Viewpoint: Keep an open mind to get the most out of real sites

WORLDWIDE: In recent months, subsidy-free bids have dominated headlines as wind continues to demonstrate its burgeoning competitiveness with fossil-based generation.

Commentators typically cite technology innovation — evidenced by the continual growth in turbine size — and industrialisation as key factors driving these dramatic cost reductions.

These two factors occupy some rich common ground. Innovations in manufacturing techniques have been shown to improve quality control in the serial production of turbine components, leading to cheaper, yet more reliable, products, for example.

However, one can also observe areas of tension between innovation and industrialisation. Henry Ford expressed it well at the dawn of the automotive industry when he famously enthused that you can have any colour of car you like ... so long as it's black.

The point is that standardisation is essential if you want a sustainable industry to emerge that leverages industrial economies of scale; but it necessarily introduces some degree of conflict with those other important pursuits of engineers, innovation and disruption.
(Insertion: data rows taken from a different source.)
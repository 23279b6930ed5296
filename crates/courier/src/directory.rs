//! Server-side collaborators the engine consumes: the prekey directory and
//! direct-conversation lookup. The CLI talks to them over HTTP; tests use
//! [`InMemoryDirectory`].

use crate::prekeys::{KeyUpload, PreKeyBundle};
use crate::{Error, Result};
use async_trait::async_trait;
use std::collections::{BTreeMap, HashMap};
use std::sync::{Mutex, MutexGuard};

#[async_trait]
pub trait KeyDirectory: Send + Sync {
    async fn upload_keys(&self, upload: KeyUpload) -> Result<()>;

    /// Whether the server still holds keys for this device and identity.
    async fn has_keys(&self, user_id: &str, device_id: u32, identity_key: &str) -> Result<bool>;

    /// Fails with [`Error::NoPublishedKeys`] when the device never uploaded
    /// keys. The returned one-time prekey is removed server side.
    async fn fetch_bundle(&self, user_id: &str, device_id: u32) -> Result<PreKeyBundle>;

    async fn list_devices(&self, user_id: &str) -> Result<Vec<u32>>;
}

#[async_trait]
pub trait ConversationDirectory: Send + Sync {
    async fn create_or_get_direct(&self, user_id: &str, peer_id: &str) -> Result<String>;
}

#[derive(Default)]
struct DirectoryState {
    uploads: BTreeMap<(String, u32), KeyUpload>,
    conversations: HashMap<(String, String), String>,
    bundle_fetches: usize,
}

/// Directory held in memory, shared by every client in a test.
#[derive(Default)]
pub struct InMemoryDirectory {
    state: Mutex<DirectoryState>,
}

impl InMemoryDirectory {
    pub fn new() -> Self {
        Self::default()
    }

    fn state(&self) -> MutexGuard<'_, DirectoryState> {
        self.state.lock().unwrap_or_else(|poisoned| poisoned.into_inner())
    }

    pub fn bundle_fetches(&self) -> usize {
        self.state().bundle_fetches
    }

    pub fn remaining_prekeys(&self, user_id: &str, device_id: u32) -> usize {
        self.state()
            .uploads
            .get(&(user_id.to_string(), device_id))
            .map(|u| u.prekeys.len())
            .unwrap_or(0)
    }

    /// Drops a device's keys as if the server lost them.
    pub fn forget(&self, user_id: &str, device_id: u32) {
        self.state().uploads.remove(&(user_id.to_string(), device_id));
    }
}

#[async_trait]
impl KeyDirectory for InMemoryDirectory {
    async fn upload_keys(&self, upload: KeyUpload) -> Result<()> {
        self.state()
            .uploads
            .insert((upload.user_id.clone(), upload.device_id), upload);
        Ok(())
    }

    async fn has_keys(&self, user_id: &str, device_id: u32, identity_key: &str) -> Result<bool> {
        Ok(self
            .state()
            .uploads
            .get(&(user_id.to_string(), device_id))
            .is_some_and(|u| u.identity_key == identity_key))
    }

    async fn fetch_bundle(&self, user_id: &str, device_id: u32) -> Result<PreKeyBundle> {
        let mut state = self.state();
        state.bundle_fetches += 1;
        let upload = state
            .uploads
            .get_mut(&(user_id.to_string(), device_id))
            .ok_or_else(|| Error::NoPublishedKeys(format!("{}.{}", user_id, device_id)))?;

        let one_time_prekey = if upload.prekeys.is_empty() {
            None
        } else {
            Some(upload.prekeys.remove(0))
        };

        Ok(PreKeyBundle {
            user_id: upload.user_id.clone(),
            device_id: upload.device_id,
            registration_id: upload.registration_id,
            identity_key: upload.identity_key.clone(),
            signed_prekey: upload.signed_prekey.clone(),
            one_time_prekey,
        })
    }

    async fn list_devices(&self, user_id: &str) -> Result<Vec<u32>> {
        Ok(self
            .state()
            .uploads
            .keys()
            .filter(|(user, _)| user == user_id)
            .map(|(_, device)| *device)
            .collect())
    }
}

#[async_trait]
impl ConversationDirectory for InMemoryDirectory {
    async fn create_or_get_direct(&self, user_id: &str, peer_id: &str) -> Result<String> {
        let pair = if user_id <= peer_id {
            (user_id.to_string(), peer_id.to_string())
        } else {
            (peer_id.to_string(), user_id.to_string())
        };
        Ok(self
            .state()
            .conversations
            .entry(pair)
            .or_insert_with(|| uuid::Uuid::new_v4().to_string())
            .clone())
    }
}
After all, it is difficult for an OEM to optimise its supply chain if it is continually revising its opinion over what is an optimal turbine design. The art of the successful OEM lies in keeping this balance between industrialisation and innovation.

A good example of where such a balance is required is the turbine design process itself. Consider the standard process whereby machines are designed in accordance with a generic type-class.

A relatively small number of wind (I, II, III, IV) and turbulence (A, B, C) classes are defined, to tractably characterise the vast range of possible site conditions experienced by real turbines operating in real wind farms around the globe.

Of course, these standard classes are idealised simplifications of reality with all its messiness and uncertainty, but the method of simplification is nevertheless acceptable because it promotes minimum safety levels in product design and offers a means for turbine OEMs to pursue cost-efficient industrialisation.

But what are the implications for site assessment? Typically, this is carried out by checking that machines designed for standard classes have enough strength to withstand the actual environmental conditions experienced at a given project over its lifetime.

The standard approach to assess such suitability uses one of two methods; either by demonstrating the wind conditions at the site are equal to or less severe than the corresponding type class values; or by re-running the load calculations for the turbine but replacing all type class conditions with site-specific parameters to show that the loads are no greater than the design envelope.

But how is uncertainty, or variance, in site conditions dealt with? This is a question explicitly asked and addressed in the analogous assessment of project energy yield.

In that parallel world, stakeholders are keenly aware that uncertainty in site conditions can have a large impact on predicting their project's actual lifetime yield, and hence on their bottom line.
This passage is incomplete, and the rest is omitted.